Top of Data for analysis
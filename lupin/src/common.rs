pub use crate::error::{NetworkError, StatisticalWarning};

pub use indicatif::ParallelProgressIterator;
pub use log::{debug, info, warn};
pub use rayon::prelude::*;

pub use fnv::{FnvHashMap as HashMap, FnvHashSet as HashSet};
pub use std::collections::{BTreeMap, BTreeSet};

pub type CsrMat = nalgebra_sparse::CsrMatrix<f32>;
pub type Mat = ndarray::Array2<f32>;

/// Use the given seed, or draw one and say so. Either way the seed
/// that drives `what` ends up in the log.
pub fn resolve_seed(seed: Option<u64>, what: &str) -> u64 {
    match seed {
        Some(s) => {
            info!("{}: seed = {}", what, s);
            s
        }
        None => {
            let s: u64 = rand::random();
            warn!(
                "{}: no seed given; drew seed = {} (pass it explicitly to reproduce)",
                what, s
            );
            s
        }
    }
}
use crate::common::*;
use crate::network::NetworkNode;
use matrix_util::common_io::read_lines_of_words_delim;

#[derive(Debug, Clone)]
pub struct FunctionalSetArgs {
    pub min_size: usize,
    pub max_size: usize,
}

impl Default for FunctionalSetArgs {
    fn default() -> Self {
        Self {
            min_size: 15,
            max_size: 300,
        }
    }
}

/// A named group of feature ids, e.g. a GO term
#[derive(Debug, Clone, PartialEq)]
pub struct FunctionalSet {
    pub name: Box<str>,
    pub description: Option<Box<str>>,
    /// sorted and unique
    pub members: Vec<Box<str>>,
}

impl FunctionalSet {
    pub fn new(name: Box<str>, description: Option<Box<str>>, members: Vec<Box<str>>) -> Self {
        let members: BTreeSet<Box<str>> = members.into_iter().collect();
        Self {
            name,
            description,
            members: members.into_iter().collect(),
        }
    }

    pub fn len(&self) -> usize {
        self.members.len()
    }

    pub fn is_empty(&self) -> bool {
        self.members.is_empty()
    }

    pub fn contains(&self, id: &str) -> bool {
        self.members
            .binary_search_by(|m| m.as_ref().cmp(id))
            .is_ok()
    }
}

/// Size-bounded collection of functional sets with a reverse index
#[derive(Debug, Clone, Default)]
pub struct FunctionalSetUniverse {
    sets: Vec<FunctionalSet>,
    /// set indexes per feature id, ascending
    by_feature: HashMap<Box<str>, Vec<usize>>,
}

impl FunctionalSetUniverse {
    /// Keep the sets whose size falls in `[min_size, max_size]`
    pub fn new(sets: Vec<FunctionalSet>, args: &FunctionalSetArgs) -> anyhow::Result<Self> {
        let mut names: HashSet<Box<str>> = HashSet::default();
        for s in &sets {
            if !names.insert(s.name.clone()) {
                return Err(NetworkError::validation(format!(
                    "duplicate functional set: {}",
                    s.name
                )));
            }
        }

        let ntot = sets.len();
        let sets: Vec<FunctionalSet> = sets
            .into_iter()
            .filter(|s| s.len() >= args.min_size && s.len() <= args.max_size)
            .collect();

        if sets.len() < ntot {
            info!(
                "kept {} of {} functional sets with size in [{}, {}]",
                sets.len(),
                ntot,
                args.min_size,
                args.max_size
            );
        }

        let mut by_feature: HashMap<Box<str>, Vec<usize>> = HashMap::default();
        for (k, s) in sets.iter().enumerate() {
            for m in &s.members {
                by_feature.entry(m.clone()).or_default().push(k);
            }
        }

        Ok(Self { sets, by_feature })
    }

    /// GMT: `name<TAB>description<TAB>member...`
    pub fn from_gmt(file: &str, args: &FunctionalSetArgs) -> anyhow::Result<Self> {
        let read_out = read_lines_of_words_delim(file, "\t", -1)?;
        let mut sets = Vec::with_capacity(read_out.lines.len());
        for (i, words) in read_out.lines.into_iter().enumerate() {
            if words.len() < 2 {
                return Err(NetworkError::validation(format!(
                    "{}: line {} needs `name description member...`",
                    file,
                    i + 1
                )));
            }
            let description = match words[1].as_ref() {
                "" | "NA" | "na" => None,
                d => Some(d.into()),
            };
            // trailing tabs leave empty words
            let members: Vec<Box<str>> = words[2..]
                .iter()
                .filter(|w| !w.trim().is_empty())
                .cloned()
                .collect();
            sets.push(FunctionalSet::new(words[0].clone(), description, members));
        }
        info!("read {} functional sets from {}", sets.len(), file);
        Self::new(sets, args)
    }

    pub fn len(&self) -> usize {
        self.sets.len()
    }

    pub fn is_empty(&self) -> bool {
        self.sets.is_empty()
    }

    pub fn sets(&self) -> &[FunctionalSet] {
        &self.sets
    }

    pub fn get(&self, k: usize) -> &FunctionalSet {
        &self.sets[k]
    }

    /// Sets containing the feature id
    pub fn sets_of(&self, id: &str) -> &[usize] {
        self.by_feature.get(id).map(|x| x.as_slice()).unwrap_or(&[])
    }

    /// Sets of a node, looked up by id and then by alias
    pub fn sets_of_node(&self, node: &NetworkNode) -> &[usize] {
        let by_id = self.sets_of(&node.id);
        if !by_id.is_empty() {
            return by_id;
        }
        node.alias
            .as_deref()
            .map(|a| self.sets_of(a))
            .unwrap_or(&[])
    }

    /// Whether two sorted set-index lists intersect
    pub fn share_any(a: &[usize], b: &[usize]) -> bool {
        let (mut i, mut j) = (0, 0);
        while i < a.len() && j < b.len() {
            match a[i].cmp(&b[j]) {
                std::cmp::Ordering::Less => i += 1,
                std::cmp::Ordering::Greater => j += 1,
                std::cmp::Ordering::Equal => return true,
            }
        }
        false
    }

    /// Count how many of `nodes` carry any annotation, and warn when
    /// coverage is empty
    pub fn coverage<'a, I>(&self, nodes: I) -> (usize, usize)
    where
        I: IntoIterator<Item = &'a NetworkNode>,
    {
        let mut ntot = 0;
        let mut ncovered = 0;
        for n in nodes {
            ntot += 1;
            if !self.sets_of_node(n).is_empty() {
                ncovered += 1;
            }
        }
        if ncovered == 0 && ntot > 0 {
            warn!("none of {} nodes appear in the functional universe", ntot);
        } else {
            info!("{} of {} nodes have functional annotation", ncovered, ntot);
        }
        (ncovered, ntot)
    }
}

#[cfg(test)]
mod tests {
    use super::*;
    use matrix_util::common_io::{create_temp_dir_file, write_lines};

    fn members(prefix: &str, n: usize) -> Vec<Box<str>> {
        (0..n).map(|i| format!("{}{}", prefix, i).into()).collect()
    }

    #[test]
    fn test_size_bounds() -> anyhow::Result<()> {
        let sets = vec![
            FunctionalSet::new("small".into(), None, members("g", 3)),
            FunctionalSet::new("ok".into(), None, members("g", 5)),
            FunctionalSet::new("large".into(), None, members("g", 9)),
        ];
        let args = FunctionalSetArgs {
            min_size: 4,
            max_size: 8,
        };
        let universe = FunctionalSetUniverse::new(sets, &args)?;
        assert_eq!(universe.len(), 1);
        assert_eq!(&*universe.get(0).name, "ok");
        assert_eq!(universe.sets_of("g4"), &[0]);
        assert!(universe.sets_of("g5").is_empty());
        Ok(())
    }

    #[test]
    fn test_read_gmt() -> anyhow::Result<()> {
        let file = create_temp_dir_file(".gmt")?;
        let file = file.to_str().unwrap();
        write_lines(
            &[
                "GO:1\tcell cycle\tA\tB\tC\tB",
                "GO:2\tNA\tC\tD\t",
                "GO:3\ttoo small\tA",
                "GO:4\ttrailing tab\tE\t",
            ],
            file,
        )?;
        let args = FunctionalSetArgs {
            min_size: 2,
            max_size: 10,
        };
        let universe = FunctionalSetUniverse::from_gmt(file, &args)?;
        assert_eq!(universe.len(), 2);
        let expected: Vec<Box<str>> = vec!["A".into(), "B".into(), "C".into()];
        assert_eq!(universe.get(0).members, expected);
        assert_eq!(universe.get(0).description.as_deref(), Some("cell cycle"));
        assert!(universe.get(1).description.is_none());
        assert_eq!(universe.sets_of("C"), &[0, 1]);
        assert!(universe.get(1).contains("D"));
        assert_eq!(universe.get(1).members.len(), 2);
        assert!(universe.sets_of("").is_empty());
        Ok(())
    }

    #[test]
    fn test_share_any() {
        assert!(FunctionalSetUniverse::share_any(&[1, 4, 7], &[2, 7]));
        assert!(!FunctionalSetUniverse::share_any(&[1, 4], &[2, 5]));
        assert!(!FunctionalSetUniverse::share_any(&[], &[2]));
    }
}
Bottom of Data for analysis
Assigned task:
When you reach the line in the material above that holds "Keep the sets", begin reproducing lines exactly, and stop after the line that holds "for s in &sets".

Solution below:
    /// Keep the sets whose size falls in `[min_size, max_size]`
    pub fn new(sets: Vec<FunctionalSet>, args: &FunctionalSetArgs) -> anyhow::Result<Self> {
        let mut names: HashSet<Box<str>> = HashSet::default();
        for s in &sets {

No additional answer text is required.